> [PROBLEM REQUIREMENTS] The expected output is the first line of the data below and every line after it, up to and including the line containing "-> Result<QueryResult<Finding>, AppError>", each reproduced exactly.

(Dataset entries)
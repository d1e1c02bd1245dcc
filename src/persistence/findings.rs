use crate::api::AppError;
use crate::finding::model::Finding;
use crate::persistence::model::{PageKey, QueryResult};
use crate::persistence::repo::Table;
use aws_sdk_dynamodb::types::AttributeValue;
use aws_sdk_dynamodb::Client;
use std::collections::HashMap;
use std::sync::Arc;

pub struct FindingOperations {
    pub(crate) client: Arc<Client>,
}

struct FindingTable();

impl Table<Finding> for FindingTable {
    fn table_name() -> String {
        "findings".to_string()
    }

    fn partition_key_name() -> String {
        "run_id".to_string()
    }

    fn sort_key_name() -> Option<String> {
        Some("id".to_string())
    }

    fn key_from_entity(entity: &Finding) -> HashMap<String, AttributeValue> {
        HashMap::from([
            (
                Self::partition_key_name(),
                AttributeValue::S(entity.run_id.clone()),
            ),
            ("id".to_string(), AttributeValue::S(entity.id.clone())),
        ])
    }
}

impl FindingOperations {
    pub async fn create(&self, finding: Finding) -> Result<Finding, AppError> {
        FindingTable::put_item(self.client.clone(), finding).await
    }

    /// Findings for one run, newest first (ids are UUIDv7).
    pub async fn list_for_run(
        &self,
        run_id: &str,
        next_page_key: Option<String>,
    ) -> Result<QueryResult<Finding>, AppError> {
        let exclusive_start = match next_page_key {
            Some(key) => Some(PageKey::from_next_page_key(&key)?.to_attribute_values()),
            None => None,
        };
        let result = FindingTable::query_builder(self.client.clone())
            .scan_index_forward(false)
            .expression_attribute_names("#pk", "run_id")
            .expression_attribute_values(":pk", AttributeValue::S(run_id.to_string()))
            .key_condition_expression("#pk = :pk")
            .set_exclusive_start_key(exclusive_start)
            .send()
            .await;
        FindingTable::from_query_result(result)
    }
}
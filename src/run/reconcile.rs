use crate::api::AppError;
use crate::config::Config;
use crate::persistence::model::epoch_millis;
use crate::persistence::repo::Repository;
use crate::run::model::{RunMetrics, RunStatus};
use std::sync::Arc;
use tracing::{error, info};

/// Periodic sweep that force-fails runs the runner silently abandoned:
/// still `queued` or `running`, no report within the staleness threshold.
pub async fn sweep_loop(repository: Arc<Repository>, config: Config) {
    let mut ticker = tokio::time::interval(config.sweep_interval);
    loop {
        ticker.tick().await;
        if let Err(err) = sweep_once(&repository, &config).await {
            error!("reconciliation sweep failed: {}", err);
        }
    }
}

async fn sweep_once(repository: &Repository, config: &Config) -> Result<(), AppError> {
    let cutoff = epoch_millis().saturating_sub(config.stale_after.as_millis() as u64);
    let stale = repository.runs().list_stale(cutoff).await?;
    for run in stale {
        info!(
            "run {} has had no report since {}, forcing to failed",
            run.id, run.updated_at
        );
        match repository
            .runs()
            .transition(&run.id, RunStatus::Failed, RunMetrics::default())
            .await
        {
            Ok(_) => {}
            // A real report won the race; nothing to reconcile anymore.
            Err(AppError::InvalidTransition(_)) => {}
            Err(err) => error!("failed to reconcile run {}: {}", run.id, err),
        }
    }
    Ok(())
}
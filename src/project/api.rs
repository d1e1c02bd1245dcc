use crate::api::{ApiJson, ApiResponse, AppError, AppState};
use crate::persistence::repo::Repository;
use crate::project::model::{CreateProjectRequest, Project, ProjectDetail};
use crate::run::api::DEFAULT_RUN_LIST_LIMIT;
use axum::extract::{Path, Query, State};
use serde::Deserialize;

pub async fn create_project(
    State(repository): State<Repository>,
    ApiJson(request): ApiJson<CreateProjectRequest>,
) -> Result<ApiResponse<Project>, AppError> {
    request.validate()?;
    let project = Project::builder()
        .name(request.name)
        .language(request.language)
        .code(request.code)
        .build();
    let result = repository.projects().create(project).await;
    ApiResponse::from(result)
}

pub async fn list_projects(
    State(repository): State<Repository>,
) -> Result<ApiResponse<Vec<Project>>, AppError> {
    let result = repository.projects().list().await;
    ApiResponse::from(result)
}

/// Project detail projection: the project plus its N most recent runs.
pub async fn get_project(
    Path(id): Path<String>,
    params: Query<ProjectDetailParams>,
    State(app_state): State<AppState>,
) -> Result<ApiResponse<ProjectDetail>, AppError> {
    let project = app_state
        .repository
        .projects()
        .get(&id)
        .await?
        .ok_or_else(|| AppError::NotFound(format!("project {} not found", id)))?;
    let limit = params.limit.unwrap_or(DEFAULT_RUN_LIST_LIMIT).clamp(1, 100);
    let runs = app_state
        .repository
        .runs()
        .list_for_project(&project.id, limit, None)
        .await?;
    Ok(ApiResponse(ProjectDetail {
        project,
        runs: runs.items,
    }))
}

#[derive(Deserialize, Clone)]
pub struct ProjectDetailParams {
    pub limit: Option<i32>,
}
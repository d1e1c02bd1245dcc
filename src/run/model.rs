use crate::api::AppError;
use crate::persistence::model::epoch_millis;
use bon::Builder;
use serde::{Deserialize, Serialize};
use std::time::Duration;

/// One execution attempt of a project's fuzz target. Never deleted;
/// superseded by newer runs on the same project.
#[derive(Serialize, Deserialize, Clone, Debug, PartialEq, Builder)]
pub struct Run {
    #[builder(default = uuid::Uuid::now_v7().to_string())]
    pub id: String,
    pub project_id: String,
    #[builder(default = RunStatus::Queued)]
    pub status: RunStatus,
    #[builder(default = epoch_millis())]
    pub started_at: u64,
    #[serde(skip_serializing_if = "Option::is_none")]
    pub finished_at: Option<u64>,
    #[builder(default)]
    pub execution_count: u64,
    #[builder(default)]
    pub coverage: u64,
    /// Bumped on every committed transition; the reconciliation sweep uses
    /// this to detect runs the runner silently abandoned.
    #[builder(default = epoch_millis())]
    pub updated_at: u64,
}

#[derive(Serialize, Deserialize, Clone, Copy, Debug, Eq, PartialEq)]
#[serde(rename_all = "lowercase")]
pub enum RunStatus {
    Queued,
    Running,
    Stopped,
    Failed,
}

impl RunStatus {
    pub fn is_terminal(&self) -> bool {
        matches!(self, RunStatus::Stopped | RunStatus::Failed)
    }

    /// The full transition table. Terminal states are absorbing and a run
    /// can never re-enter `Queued`.
    pub fn can_transition_to(&self, next: RunStatus) -> bool {
        matches!(
            (*self, next),
            (RunStatus::Queued, RunStatus::Running)
                | (RunStatus::Queued, RunStatus::Failed)
                | (RunStatus::Running, RunStatus::Stopped)
                | (RunStatus::Running, RunStatus::Failed)
        )
    }

    pub fn as_str(&self) -> &'static str {
        match self {
            RunStatus::Queued => "queued",
            RunStatus::Running => "running",
            RunStatus::Stopped => "stopped",
            RunStatus::Failed => "failed",
        }
    }
}

/// Progress counters carried on a runner status report. Both are optional;
/// an absent counter leaves the stored value untouched.
#[derive(Serialize, Deserialize, Clone, Copy, Debug, Default)]
#[serde(rename_all = "camelCase")]
pub struct RunMetrics {
    pub execution_count: Option<u64>,
    pub coverage: Option<u64>,
}

/// Inbound status update from the runner, handled as a command against the
/// run ledger independently of the dispatch path.
#[derive(Deserialize, Clone, Debug)]
#[serde(rename_all = "camelCase")]
pub struct StatusReport {
    pub status: RunStatus,
    pub execution_count: Option<u64>,
    pub coverage: Option<u64>,
}

impl StatusReport {
    pub fn metrics(&self) -> RunMetrics {
        RunMetrics {
            execution_count: self.execution_count,
            coverage: self.coverage,
        }
    }
}

impl Run {
    /// Validates and applies a status transition, returning the updated run.
    /// Counters must be non-decreasing; `finished_at` is set exactly when
    /// the new status is terminal.
    pub fn apply_transition(
        &self,
        next: RunStatus,
        metrics: RunMetrics,
        now: u64,
    ) -> Result<Run, AppError> {
        if !self.status.can_transition_to(next) {
            return Err(AppError::InvalidTransition(format!(
                "run {} cannot move from {} to {}",
                self.id,
                self.status.as_str(),
                next.as_str()
            )));
        }
        let mut updated = self.merge_metrics(metrics, now)?;
        updated.status = next;
        if next.is_terminal() {
            updated.finished_at = Some(now);
        }
        Ok(updated)
    }

    /// Validates and applies an inbound runner report. A report repeating
    /// the current `running` status is a progress heartbeat: counters merge
    /// and `updated_at` moves, but no state-machine edge is taken. Any
    /// other repeated status, including re-entering `queued`, stays an
    /// `InvalidTransition`.
    pub fn apply_report(
        &self,
        status: RunStatus,
        metrics: RunMetrics,
        now: u64,
    ) -> Result<Run, AppError> {
        if self.status == RunStatus::Running && status == RunStatus::Running {
            return self.merge_metrics(metrics, now);
        }
        self.apply_transition(status, metrics, now)
    }

    fn merge_metrics(&self, metrics: RunMetrics, now: u64) -> Result<Run, AppError> {
        let mut updated = self.clone();
        if let Some(execution_count) = metrics.execution_count {
            if execution_count < self.execution_count {
                return Err(AppError::InvalidMetric(format!(
                    "execution count would decrease from {} to {}",
                    self.execution_count, execution_count
                )));
            }
            updated.execution_count = execution_count;
        }
        if let Some(coverage) = metrics.coverage {
            if coverage < self.coverage {
                return Err(AppError::InvalidMetric(format!(
                    "coverage would decrease from {} to {}",
                    self.coverage, coverage
                )));
            }
            updated.coverage = coverage;
        }
        updated.updated_at = now;
        Ok(updated)
    }

    /// Whether a finding report arriving at `now` is still acceptable.
    /// Reports racing the final status transition are tolerated within the
    /// grace window after `finished_at`.
    pub fn accepts_reports_at(&self, now: u64, grace: Duration) -> bool {
        match self.finished_at {
            None => true,
            Some(finished_at) => now.saturating_sub(finished_at) <= grace.as_millis() as u64,
        }
    }

    /// Whether the run has gone without any report for longer than the
    /// staleness threshold. Only non-terminal runs can be stale.
    pub fn is_stale_at(&self, now: u64, threshold: Duration) -> bool {
        !self.status.is_terminal()
            && now.saturating_sub(self.updated_at) > threshold.as_millis() as u64
    }
}

#[cfg(test)]
mod tests {
    use super::*;

    fn run_with_status(status: RunStatus) -> Run {
        Run {
            id: "run-1".to_string(),
            project_id: "project-1".to_string(),
            status,
            started_at: 1_000,
            finished_at: status.is_terminal().then_some(5_000),
            execution_count: 100,
            coverage: 40,
            updated_at: 1_000,
        }
    }

    #[test]
    fn legal_transitions_succeed() {
        let cases = [
            (RunStatus::Queued, RunStatus::Running),
            (RunStatus::Queued, RunStatus::Failed),
            (RunStatus::Running, RunStatus::Stopped),
            (RunStatus::Running, RunStatus::Failed),
        ];
        for (from, to) in cases {
            let run = run_with_status(from);
            let updated = run
                .apply_transition(to, RunMetrics::default(), 2_000)
                .unwrap();
            assert_eq!(updated.status, to);
            assert_eq!(updated.updated_at, 2_000);
        }
    }

    #[test]
    fn illegal_transitions_are_rejected() {
        let cases = [
            (RunStatus::Queued, RunStatus::Stopped),
            (RunStatus::Queued, RunStatus::Queued),
            (RunStatus::Running, RunStatus::Queued),
            (RunStatus::Running, RunStatus::Running),
        ];
        for (from, to) in cases {
            let run = run_with_status(from);
            let result = run.apply_transition(to, RunMetrics::default(), 2_000);
            assert!(matches!(result, Err(AppError::InvalidTransition(_))));
        }
    }

    #[test]
    fn terminal_states_are_absorbing() {
        for terminal in [RunStatus::Stopped, RunStatus::Failed] {
            let run = run_with_status(terminal);
            for next in [
                RunStatus::Queued,
                RunStatus::Running,
                RunStatus::Stopped,
                RunStatus::Failed,
            ] {
                let result = run.apply_transition(next, RunMetrics::default(), 9_000);
                assert!(matches!(result, Err(AppError::InvalidTransition(_))));
            }
        }
    }

    #[test]
    fn finished_at_is_set_exactly_on_terminal_transitions() {
        let queued = run_with_status(RunStatus::Queued);
        let running = queued
            .apply_transition(RunStatus::Running, RunMetrics::default(), 2_000)
            .unwrap();
        assert_eq!(running.finished_at, None);

        let stopped = running
            .apply_transition(RunStatus::Stopped, RunMetrics::default(), 3_000)
            .unwrap();
        assert_eq!(stopped.finished_at, Some(3_000));
    }

    #[test]
    fn metrics_merge_is_monotonic() {
        let run = run_with_status(RunStatus::Running);

        let metrics = RunMetrics {
            execution_count: Some(500),
            coverage: Some(80),
        };
        let updated = run
            .apply_transition(RunStatus::Stopped, metrics, 3_000)
            .unwrap();
        assert_eq!(updated.execution_count, 500);
        assert_eq!(updated.coverage, 80);

        // equal counters are fine
        let same = RunMetrics {
            execution_count: Some(100),
            coverage: Some(40),
        };
        assert!(run.apply_transition(RunStatus::Stopped, same, 3_000).is_ok());

        let lower_count = RunMetrics {
            execution_count: Some(99),
            coverage: None,
        };
        assert!(matches!(
            run.apply_transition(RunStatus::Stopped, lower_count, 3_000),
            Err(AppError::InvalidMetric(_))
        ));

        let lower_coverage = RunMetrics {
            execution_count: None,
            coverage: Some(39),
        };
        assert!(matches!(
            run.apply_transition(RunStatus::Stopped, lower_coverage, 3_000),
            Err(AppError::InvalidMetric(_))
        ));
    }

    #[test]
    fn absent_metrics_leave_counters_untouched() {
        let run = run_with_status(RunStatus::Running);
        let updated = run
            .apply_transition(RunStatus::Stopped, RunMetrics::default(), 3_000)
            .unwrap();
        assert_eq!(updated.execution_count, 100);
        assert_eq!(updated.coverage, 40);
    }

    #[test]
    fn running_heartbeat_merges_metrics_without_taking_an_edge() {
        let run = run_with_status(RunStatus::Running);
        let heartbeat = RunMetrics {
            execution_count: Some(900),
            coverage: Some(55),
        };
        let updated = run
            .apply_report(RunStatus::Running, heartbeat, 700_000)
            .unwrap();
        assert_eq!(updated.status, RunStatus::Running);
        assert_eq!(updated.finished_at, None);
        assert_eq!(updated.execution_count, 900);
        assert_eq!(updated.coverage, 55);
        assert_eq!(updated.updated_at, 700_000);
    }

    #[test]
    fn heartbeat_keeps_a_long_run_from_going_stale() {
        let threshold = Duration::from_secs(600);
        let run = run_with_status(RunStatus::Running);
        // updated_at = 1_000: without a report the run would be swept
        assert!(run.is_stale_at(700_000, threshold));

        let heartbeat = RunMetrics {
            execution_count: Some(500),
            coverage: None,
        };
        let updated = run
            .apply_report(RunStatus::Running, heartbeat, 650_000)
            .unwrap();
        assert!(!updated.is_stale_at(700_000, threshold));
    }

    #[test]
    fn heartbeat_counters_remain_monotonic() {
        let run = run_with_status(RunStatus::Running);
        let lower = RunMetrics {
            execution_count: Some(99),
            coverage: None,
        };
        assert!(matches!(
            run.apply_report(RunStatus::Running, lower, 700_000),
            Err(AppError::InvalidMetric(_))
        ));
    }

    #[test]
    fn heartbeat_only_applies_to_running_runs() {
        for status in [RunStatus::Queued, RunStatus::Stopped, RunStatus::Failed] {
            let run = run_with_status(status);
            let result = run.apply_report(status, RunMetrics::default(), 700_000);
            assert!(matches!(result, Err(AppError::InvalidTransition(_))));
        }
    }

    #[test]
    fn reports_still_follow_the_transition_table() {
        let run = run_with_status(RunStatus::Running);
        let stopped = run
            .apply_report(RunStatus::Stopped, RunMetrics::default(), 700_000)
            .unwrap();
        assert_eq!(stopped.status, RunStatus::Stopped);
        assert_eq!(stopped.finished_at, Some(700_000));

        let back = run.apply_report(RunStatus::Queued, RunMetrics::default(), 700_000);
        assert!(matches!(back, Err(AppError::InvalidTransition(_))));
    }

    #[test]
    fn report_grace_window_boundary() {
        let grace = Duration::from_secs(120);
        let run = run_with_status(RunStatus::Stopped);
        // finished_at = 5_000
        assert!(run.accepts_reports_at(5_000 + 120_000, grace));
        assert!(!run.accepts_reports_at(5_000 + 120_001, grace));

        let live = run_with_status(RunStatus::Running);
        assert!(live.accepts_reports_at(u64::MAX, grace));
    }

    #[test]
    fn staleness_predicate() {
        let threshold = Duration::from_secs(600);
        let run = run_with_status(RunStatus::Running);
        // updated_at = 1_000
        assert!(!run.is_stale_at(1_000 + 600_000, threshold));
        assert!(run.is_stale_at(1_000 + 600_001, threshold));

        let done = run_with_status(RunStatus::Stopped);
        assert!(!done.is_stale_at(u64::MAX, threshold));
    }

    #[test]
    fn status_report_wire_shape() {
        let report: StatusReport = serde_json::from_str(
            r#"{"status":"running","executionCount":42,"coverage":7}"#,
        )
        .unwrap();
        assert_eq!(report.status, RunStatus::Running);
        assert_eq!(report.metrics().execution_count, Some(42));
        assert_eq!(report.metrics().coverage, Some(7));

        let bare: StatusReport = serde_json::from_str(r#"{"status":"stopped"}"#).unwrap();
        assert_eq!(bare.status, RunStatus::Stopped);
        assert_eq!(bare.metrics().execution_count, None);
    }

    #[test]
    fn unknown_status_is_rejected_at_the_boundary() {
        let result: Result<StatusReport, _> =
            serde_json::from_str(r#"{"status":"paused"}"#);
        assert!(result.is_err());
    }
}
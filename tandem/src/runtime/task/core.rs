use super::TaskHandle;
use super::state::{CANCELLED, COMPLETED, FAILED, PENDING, RUNNING};
use crate::error::Failure;
use crate::runtime::affine::AffinityThread;

use parking_lot::{Condvar, Mutex};
use std::panic::{self, AssertUnwindSafe};
use std::sync::Arc;
use std::sync::atomic::{AtomicBool, AtomicUsize, Ordering};
use std::thread;
use tracing::{debug, trace, warn};

/// A runnable unit of work that can be executed by a runner.
///
/// The `Runnable` trait erases the return type of the work, allowing both
/// runners to keep a heterogeneous queue of `Box<dyn Runnable>`.
///
/// Dropping a runnable without running it cancels its task.
pub(crate) trait Runnable: Send {
    /// Executes the work on the current thread.
    ///
    /// Returns `false` if the task had been cancelled and the work was skipped.
    fn run(self: Box<Self>) -> bool;
}

/// A queued unit of work, as stored by the runners.
pub(crate) type Job = Box<dyn Runnable>;

/// Terminal outcome of a task.
pub(crate) enum Outcome<T> {
    Completed(T),
    Failed(Failure),
    Cancelled,
}

/// State shared between a [`TaskHandle`] and the runner executing the work.
///
/// The terminal outcome is written exactly once under `outcome`'s lock and
/// published to every waiter through `done`. `state` mirrors the lifecycle so
/// that non-blocking queries never take the lock.
pub(crate) struct TaskCell<T> {
    pub(crate) state: AtomicUsize,

    pub(crate) outcome: Mutex<Option<Outcome<T>>>,

    pub(crate) done: Condvar,

    /// Set once a failure has been reported to at least one waiter.
    pub(crate) observed: AtomicBool,

    /// The affinity thread this task is bound to, if any.
    pub(crate) affinity: Option<Arc<AffinityThread>>,
}

impl<T> TaskCell<T> {
    fn new(affinity: Option<Arc<AffinityThread>>) -> Self {
        Self {
            state: AtomicUsize::new(PENDING),
            outcome: Mutex::new(None),
            done: Condvar::new(),
            observed: AtomicBool::new(false),
            affinity,
        }
    }

    /// Moves a pending task to `RUNNING`. Only one caller can succeed.
    fn begin(&self) -> bool {
        self.state
            .compare_exchange(PENDING, RUNNING, Ordering::AcqRel, Ordering::Acquire)
            .is_ok()
    }

    /// Stores the terminal outcome and wakes every waiter.
    fn publish(&self, state: usize, outcome: Outcome<T>) {
        let mut slot = self.outcome.lock();
        *slot = Some(outcome);
        self.state.store(state, Ordering::Release);
        self.done.notify_all();
    }

    /// Cancels the task if it has not started yet.
    pub(crate) fn cancel(&self) -> bool {
        if self
            .state
            .compare_exchange(PENDING, CANCELLED, Ordering::AcqRel, Ordering::Acquire)
            .is_err()
        {
            return false;
        }

        self.publish(CANCELLED, Outcome::Cancelled);
        true
    }

    /// Cancels the task because its runner dropped it without an outcome.
    fn abandon(&self) {
        let transitioned = self
            .state
            .fetch_update(Ordering::AcqRel, Ordering::Acquire, |state| {
                matches!(state, PENDING | RUNNING).then_some(CANCELLED)
            })
            .is_ok();

        if transitioned {
            trace!("task discarded by its runner");
            self.publish(CANCELLED, Outcome::Cancelled);
        }
    }
}

impl<T> Drop for TaskCell<T> {
    fn drop(&mut self) {
        if let Some(Outcome::Failed(failure)) = self.outcome.get_mut() {
            if !*self.observed.get_mut() {
                warn!(%failure, "task failed and its failure was never observed");
            }
        }
    }
}

/// Write capability over a task, owned by the runner.
///
/// It is consumed by the single terminal transition. A completer that is
/// dropped before completing cancels its task so that waiters never hang.
pub(crate) struct Completer<T> {
    cell: Option<Arc<TaskCell<T>>>,
}

impl<T> Completer<T> {
    fn begin(&self) -> bool {
        self.cell.as_ref().is_some_and(|cell| cell.begin())
    }

    fn finish(mut self, result: thread::Result<T>) {
        let Some(cell) = self.cell.take() else {
            return;
        };

        match result {
            Ok(value) => cell.publish(COMPLETED, Outcome::Completed(value)),
            Err(payload) => {
                let failure = Failure::from_panic(payload);
                debug!(%failure, "task panicked");
                cell.publish(FAILED, Outcome::Failed(failure));
            }
        }
    }
}

impl<T> Drop for Completer<T> {
    fn drop(&mut self) {
        if let Some(cell) = self.cell.take() {
            cell.abandon();
        }
    }
}

/// A unit of work paired with the completer of its task.
pub(crate) struct Task<F, T> {
    work: F,
    completer: Completer<T>,
}

impl<F, T> Task<F, T>
where
    F: FnOnce() -> T + Send + 'static,
    T: Send + 'static,
{
    /// Creates a queued job and the handle observing it.
    ///
    /// The task starts in the `PENDING` state. `affinity` is set for work that
    /// must run on the affinity thread, which lets the handle detect
    /// self-deadlocking waits.
    pub(crate) fn new(work: F, affinity: Option<Arc<AffinityThread>>) -> (Job, TaskHandle<T>) {
        let cell = Arc::new(TaskCell::new(affinity));

        let task = Task {
            work,
            completer: Completer {
                cell: Some(cell.clone()),
            },
        };

        (Box::new(task), TaskHandle { cell })
    }
}

impl<F, T> Runnable for Task<F, T>
where
    F: FnOnce() -> T + Send + 'static,
    T: Send + 'static,
{
    fn run(self: Box<Self>) -> bool {
        let Task { work, completer } = *self;

        // A cancelled task never runs, even if it is still queued.
        if !completer.begin() {
            trace!("skipping cancelled task");
            return false;
        }

        // Panics stay inside the task; the runner thread keeps going.
        let result = panic::catch_unwind(AssertUnwindSafe(work));
        completer.finish(result);

        true
    }
}

#[cfg(test)]
mod tests {
    use super::*;
    use crate::error::Error;
    use crate::runtime::task::TaskState;

    use std::sync::OnceLock;

    #[test]
    fn run_completes_the_handle() {
        let (job, handle) = Task::new(|| 21 * 2, None);

        assert_eq!(handle.state(), TaskState::Pending);
        assert!(job.run());
        assert_eq!(handle.state(), TaskState::Completed);
        assert_eq!(handle.wait().unwrap(), 42);
    }

    #[test]
    fn panic_is_captured_as_failure() {
        let (job, handle) = Task::new(|| -> u8 { panic!("corrupt asset") }, None);

        assert!(job.run());
        assert_eq!(handle.state(), TaskState::Failed);

        let error = handle.wait().unwrap_err();
        assert_eq!(error.failure().map(|f| f.message()), Some("corrupt asset"));
    }

    #[test]
    fn cancelled_task_is_skipped() {
        let (job, handle) = Task::new(|| -> u8 { panic!("must not run") }, None);

        assert!(handle.cancel());
        assert!(!handle.cancel());
        assert!(!job.run());
        assert!(matches!(handle.wait(), Err(Error::Cancelled)));
    }

    #[test]
    fn dropping_the_job_cancels_the_handle() {
        let (job, handle) = Task::new(|| 1, None);

        drop(job);

        assert_eq!(handle.state(), TaskState::Cancelled);
        assert!(handle.is_done());
        assert!(matches!(handle.wait(), Err(Error::Cancelled)));
    }

    #[test]
    fn running_task_cannot_be_cancelled() {
        let slot: Arc<OnceLock<TaskHandle<bool>>> = Arc::new(OnceLock::new());
        let own = slot.clone();

        let (job, handle) = Task::new(
            move || {
                own.get()
                    .is_some_and(|h| !h.cancel() && h.state() == TaskState::Running)
            },
            None,
        );
        let _ = slot.set(handle.clone());

        assert!(job.run());
        assert!(handle.wait().unwrap());
    }
}
//! Background runner.
//!
//! This module contains the components that execute work on a pool of
//! worker threads.
//!
//! It is composed of:
//! - [`core`]: the runner itself, submission routing and lifecycle,
//! - [`worker`]: worker threads that run jobs using work-stealing.

pub(crate) mod core;
pub(crate) mod worker;

pub(crate) use self::core::BackgroundRunner;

> [TASK ANSWER]
repository d1e1c02bd1245dcc
filename src/persistence/findings.rs
use crate::api::AppError;
use crate::finding::model::Finding;
use crate::persistence::model::{PageKey, QueryResult};
use crate::persistence::repo::Table;
use aws_sdk_dynamodb::types::AttributeValue;
use aws_sdk_dynamodb::Client;
use std::collections::HashMap;
use std::sync::Arc;

pub struct FindingOperations {
    pub(crate) client: Arc<Client>,
}

struct FindingTable();

impl Table<Finding> for FindingTable {
    fn table_name() -> String {
        "findings".to_string()
    }

    fn partition_key_name() -> String {
        "run_id".to_string()
    }

    fn sort_key_name() -> Option<String> {
        Some("id".to_string())
    }

    fn key_from_entity(entity: &Finding) -> HashMap<String, AttributeValue> {
        HashMap::from([
            (
                Self::partition_key_name(),
                AttributeValue::S(entity.run_id.clone()),
            ),
            ("id".to_string(), AttributeValue::S(entity.id.clone())),
        ])
    }
}

impl FindingOperations {
    pub async fn create(&self, finding: Finding) -> Result<Finding, AppError> {
        FindingTable::put_item(self.client.clone(), finding).await
    }

    /// Findings for one run, newest first (ids are UUIDv7).
    pub async fn list_for_run(
        &self,
        run_id: &str,
        next_page_key: Option<String>,
    ) -> Result<QueryResult<Finding>, AppError> {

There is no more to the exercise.